Hoy, aunque seguiré el hilo de la primera edad del matrimonio, desearía hablarles del «futuro». Un porvenir que llega antes de lo que pensamos, pero que empieza hoy. En un sector tan pragmático como las Escuelas de Negocios se repite incansablemente que para alcanzar un objetivo a ‘largo plazo’ hay que cubrir el que está ahora encima de la mesa, orientándolo hacia la última finalidad buscada.

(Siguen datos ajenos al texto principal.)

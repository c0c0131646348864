//! Line-level scanning helpers that skip over string and byte literals.

use std::str::CharIndices;

/// Yields `(byte offset, char)` for every character outside a `"..."` or
/// `'...'` literal. Quote characters themselves are not yielded.
pub struct Unquoted<'a> {
    chars: CharIndices<'a>,
    quote: Option<char>,
}

impl<'a> Unquoted<'a> {
    pub fn new(text: &'a str) -> Self {
        Self {
            chars: text.char_indices(),
            quote: None,
        }
    }
}

impl Iterator for Unquoted<'_> {
    type Item = (usize, char);

    fn next(&mut self) -> Option<Self::Item> {
        loop {
            let (idx, ch) = self.chars.next()?;
            match self.quote {
                Some(_) if ch == '\\' => {
                    self.chars.next();
                }
                Some(quote) if ch == quote => self.quote = None,
                Some(_) => {}
                None if ch == '"' || ch == '\'' => self.quote = Some(ch),
                None => return Some((idx, ch)),
            }
        }
    }
}

/// Net brace movement of a line: `(opened, closed)`.
pub fn brace_counts(line: &str) -> (usize, usize) {
    Unquoted::new(line).fold((0, 0), |(open, close), (_, ch)| match ch {
        '{' => (open + 1, close),
        '}' => (open, close + 1),
        _ => (open, close),
    })
}

/// Index of the line whose `}` closes the block opened at the end of `lines[open]`.
pub fn find_scope_end(lines: &[String], open: usize) -> Option<usize> {
    let mut depth = 1usize;
    for (idx, line) in lines.iter().enumerate().skip(open + 1) {
        for (_, ch) in Unquoted::new(line) {
            match ch {
                '{' => depth += 1,
                '}' => {
                    depth -= 1;
                    if depth == 0 {
                        return Some(idx);
                    }
                }
                _ => {}
            }
        }
    }
    None
}

/// Byte offset of the bracket closing the one at `open`, counting `()`, `[]`
/// and `{}` together.
pub fn matching_close(text: &str, open: usize) -> Option<usize> {
    let mut depth = 0usize;
    for (idx, ch) in Unquoted::new(text).skip_while(|(idx, _)| *idx < open) {
        match ch {
            '(' | '[' | '{' => depth += 1,
            ')' | ']' | '}' => {
                depth = depth.checked_sub(1)?;
                if depth == 0 {
                    return Some(idx);
                }
            }
            _ => {}
        }
    }
    None
}

/// Splits on `separator` where it is outside brackets and literals.
/// An all-whitespace input yields no parts.
pub fn split_top_level(text: &str, separator: char) -> Vec<&str> {
    if text.trim().is_empty() {
        return Vec::new();
    }
    let mut parts = Vec::new();
    let mut depth = 0isize;
    let mut start = 0;
    for (idx, ch) in Unquoted::new(text) {
        match ch {
            '(' | '[' | '{' => depth += 1,
            ')' | ']' | '}' => depth -= 1,
            ch if ch == separator && depth == 0 => {
                parts.push(text[start..idx].trim());
                start = idx + ch.len_utf8();
            }
            _ => {}
        }
    }
    parts.push(text[start..].trim());
    parts
}

/// Offset of a lone `=` (not part of `==`, `!=`, `<=`, `>=`) outside literals
/// and brackets.
pub fn find_assignment(line: &str) -> Option<usize> {
    let bytes = line.as_bytes();
    let mut depth = 0isize;
    for (idx, ch) in Unquoted::new(line) {
        match ch {
            '(' | '[' | '{' => depth += 1,
            ')' | ']' | '}' => depth -= 1,
            '=' if depth == 0 => {
                let before = idx.checked_sub(1).map(|i| bytes[i]);
                let after = bytes.get(idx + 1).copied();
                let compound = matches!(before, Some(b'=' | b'!' | b'<' | b'>'))
                    || after == Some(b'=');
                if !compound {
                    return Some(idx);
                }
            }
            _ => {}
        }
    }
    None
}

/// True when `text` starts with the word `keyword` followed by whitespace,
/// a bracket, or nothing.
pub fn starts_with_keyword(text: &str, keyword: &str) -> bool {
    match text.strip_prefix(keyword) {
        Some(rest) => rest
            .chars()
            .next()
            .map_or(true, |c| c.is_whitespace() || c == '(' || c == '{'),
        None => false,
    }
}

La semana pasada iba por la calle con un amigo cuando se nos acercaron dos chicas que no llegaban a los quince años, con una grabadora en la mano. Nos explicaron que en el colegio les habían encargado un trabajo que consistía en hacer alguna pregunta sobre el matrimonio a personas ya entradas en años. ¿Cómo íbamos a darles ‘calabazas’?
Al preguntar los años que llevábamos casados, mi amigo contestó que acababa de cumplir los cincuenta y tres de su matrimonio, aunque con cierta coquetería matizó que no era tan viejo como pensaban pues se casó muy joven. Las chicas con los ojos abiertos como platos, tiraron a fondo: «¿Cómo resumiría estos años?». Ante el asombro de aquellas criaturas contestó con una sola palabra: «Agradecimiento».
Correspondieron con una sonrisa de conejo para disimular su asombrada perplejidad y se quedaron mudas. Ahí terminó la conversación.
El agradecimiento como base de la relación
Tan pronto nos quedamos solos, y avanzamos unos pasos, solté una carcajada y le tomé el pelo todo lo que pude. «Les has contestado como si estuvieras ante un profesor de antropología», le dije. Mi amigo, sin perder la sonrisa que resultaba un desahogo de alegría, recalcó: «No lo he improvisado, llevo muchos años con esta idea que comparto absolutamente con mi mujer. El fundamento de nuestro matrimonio al llegar a esta madurez ha sido el agradecimiento mutuo«.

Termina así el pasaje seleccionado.